Что могло придавать мавретанцам такую уверенность в себе? Их стиль нельзя было назвать ни бюрократическим, ни военным, однако он выдавал их сразу, стоило лишь понаблюдать за ними. За столом напротив сидел доктор Мертснс, лейб-медик Ландфогта и шеф Токсикологического института на Кастельмарино, бывший, без сомнения, из их числа и притом не мелкая сошка, у той ведь только один девиз: «Все запрещено». Наверняка он был допущен к высшим чинам, к той, другой половине, где, наоборот: «Все дозволено». Об этом свидетельствовала его улыбка сатрапа, с которой он, чуть ли не священнодействуя, отдавался завтраку. Он появился в кают-компании довольно поздно и приводил себя сначала в порядок после вчерашней попойки двумя бутылками минеральной воды. Сейчас же, выпив портвейна, он принялся за омара. У этих мавретанцев были завидные желудки, да и, кроме того, оптимисты всегда любят сытно позавтракать. Он ловко отделил руками клешни от разъезжающегося в разные стороны панциря и сам казался за этим занятием похожим на одного из тех пучеглазых морских животных, которые, захватив большими и малыми клешнями свою добычу, разглядывают ее торчащими глазами. Пожалуй, он проделывал в своей жизни операции и похлеще. «Je regarde et je garde», [13] — гласил один из девизов мавретанцев. И если свободное времяпрепровождение господ из Центрального ведомства походило на холостой ход машины и было, по сути, не чем иным, как завуалированной скукой, то у таких типов, как зтот Мертенс, подобная акция, напротив, выглядела приятной данью вынужденному безделью. Каждое мгновение окупалось с лихвой.
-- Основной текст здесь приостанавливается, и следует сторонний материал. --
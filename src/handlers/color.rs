use axum::{
    extract::{Path, Query, State},
    http::StatusCode,
    response::{IntoResponse, Response},
    Extension, Json,
};
use uuid::Uuid;

use crate::{
    error::Result,
    handlers::response::json,
    handlers::query::NameFilterQuery,
    middleware_layer::auth::CurrentUser,
    models::pagination::Pagination,
    models::color::{ColorPayload, ColorResponse},
    state::AppState,
    validation::auth::validate_payload,
    validation::catalog::non_empty,
};

#[axum::debug_handler]
pub async fn create_color(
    State(state): State<AppState>,
    Extension(user): Extension<CurrentUser>,
    Path(store_id): Path<Uuid>,
    Json(payload): Json<ColorPayload>,
) -> Result<Response> {
    validate_payload(&payload)?;
    let color = state
        .colors
        .create(store_id, user.user_id, &payload.name, &payload.hex)
        .await?;

    json(StatusCode::CREATED, &ColorResponse::from(color))
}

pub async fn list_colors(
    State(state): State<AppState>,
    Extension(user): Extension<CurrentUser>,
    Path(store_id): Path<Uuid>,
    Query(query): Query<NameFilterQuery>,
) -> Result<Response> {
    let pagination = Pagination::from_query(query.page.as_deref(), query.limit.as_deref());
    let page = state
        .colors
        .paged_list(
            store_id,
            user.user_id,
            pagination,
            non_empty(query.name.as_deref()),
        )
        .await?
        .map(ColorResponse::from);

    json(StatusCode::OK, &page)
}

pub async fn get_color(
    State(state): State<AppState>,
    Extension(user): Extension<CurrentUser>,
    Path((store_id, color_id)): Path<(Uuid, Uuid)>,
) -> Result<Response> {
    let color = state.colors.get(store_id, user.user_id, color_id).await?;
    json(StatusCode::OK, &ColorResponse::from(color))
}

#[axum::debug_handler]
pub async fn update_color(
    State(state): State<AppState>,
    Extension(user): Extension<CurrentUser>,
    Path((store_id, color_id)): Path<(Uuid, Uuid)>,
    Json(payload): Json<ColorPayload>,
) -> Result<Response> {
    validate_payload(&payload)?;
    let color = state
        .colors
        .update(store_id, user.user_id, color_id, &payload.name, &payload.hex)
        .await?;

    json(StatusCode::OK, &ColorResponse::from(color))
}

pub async fn delete_color(
    State(state): State<AppState>,
    Extension(user): Extension<CurrentUser>,
    Path((store_id, color_id)): Path<(Uuid, Uuid)>,
) -> Result<Response> {
    state.colors.delete(store_id, user.user_id, color_id).await?;
    Ok(StatusCode::NO_CONTENT.into_response())
}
Складывалось впечатление, что игра велась беспроигрышно, не то что теми, другими, вечно отмеченными печатью недовольства и снедаемыми слепыми страстями и меланхолией. Они напоминали ящериц, безмятежно греющихся на камнях на солнце и молниеносно и без промаха хватающих свою жертву. Разделяя выпавшую на их долю участь, они не расслаблялись. У них, по-видимому, была какая-то своя теория времени. И в придачу к тому, без сомнения, еще колоссальные знания фактора боли и физических и духовных способов извлечения из нее пользы для себя. «Мир принадлежит не знающим страха!» Этот лозунг должен был способствовать возрождению древних норм духа, несовместимых с сегодняшними беспорядками. Опять отрыгнули новые побеги стоицизма. Уже кое-кто, незаметно для остальных, обменивался при встрече взаимными улыбками.
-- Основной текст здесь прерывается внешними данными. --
use axum::{
    extract::{Path, State},
    http::StatusCode,
    response::{IntoResponse, Response},
    Extension, Json,
};
use uuid::Uuid;

use crate::{
    error::Result,
    handlers::response::json,
    middleware_layer::auth::CurrentUser,
    models::store::{CreateStoreResponse, StorePayload, StoreResponse},
    state::AppState,
    validation::auth::validate_payload,
};

#[axum::debug_handler]
pub async fn create_store(
    State(state): State<AppState>,
    Extension(user): Extension<CurrentUser>,
    Json(payload): Json<StorePayload>,
) -> Result<Response> {
    validate_payload(&payload)?;
    let store = state.stores.create_store(&payload.name, user.user_id).await?;

    json(
        StatusCode::CREATED,
        &CreateStoreResponse { store_id: store.id },
    )
}

/// The caller's oldest store, used by the dashboard to pick a landing store.
pub async fn get_first_store(
    State(state): State<AppState>,
    Extension(user): Extension<CurrentUser>,
) -> Result<Response> {
    let store = state.stores.get_user_first_store(user.user_id).await?;
    json(StatusCode::OK, &StoreResponse::from(store))
}

pub async fn list_stores(
    State(state): State<AppState>,
    Extension(user): Extension<CurrentUser>,
) -> Result<Response> {
    let stores: Vec<StoreResponse> = state
        .stores
        .list_user_stores(user.user_id)
        .await?
        .into_iter()
        .map(StoreResponse::from)
        .collect();

    json(StatusCode::OK, &stores)
}

pub async fn get_store(
    State(state): State<AppState>,
    Extension(user): Extension<CurrentUser>,
    Path(store_id): Path<Uuid>,
) -> Result<Response> {
    let store = state.stores.owned_store(store_id, user.user_id).await?;
    json(StatusCode::OK, &StoreResponse::from(store))
}

#[axum::debug_handler]
pub async fn update_store(
    State(state): State<AppState>,
    Extension(user): Extension<CurrentUser>,
    Path(store_id): Path<Uuid>,
    Json(payload): Json<StorePayload>,
) -> Result<Response> {
    validate_payload(&payload)?;
    let store = state
        .stores
        .update_store(store_id, user.user_id, &payload.name)
        .await?;

    json(StatusCode::OK, &StoreResponse::from(store))
}

pub async fn delete_store(
    State(state): State<AppState>,
    Extension(user): Extension<CurrentUser>,
    Path(store_id): Path<Uuid>,
) -> Result<Response> {
    state.stores.delete_store(store_id, user.user_id).await?;
    Ok(StatusCode::NO_CONTENT.into_response())
}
Луций порой вызывал благосклонность мавретанцев. Возникало такое ощущение, что при встрече с подобными им взгляд на вещи упрощался. Они прочесывали старинные города, полные готических, фаустовских уголков, потом кварталы, кишевшие чернью. По другую сторону городских валов и стен они останавливались, обретая простор. Прояснялись и правила игры, определялась награда, ради которой все затевалось. Они были прозорливее остальных участников игры. На этом и зиждилась власть мавретанцев. Они знали условия выживания, в их руках был ключ к новой жизни, новому миру. То был момент, когда Луция охватывал страх. Он отшатывался в ужасе перед их подходом к жизни, удобным только для себя и не ведающим сострадания к другим, перед этим миром, где женская красота была не без греха, а искусство не знало полутонов.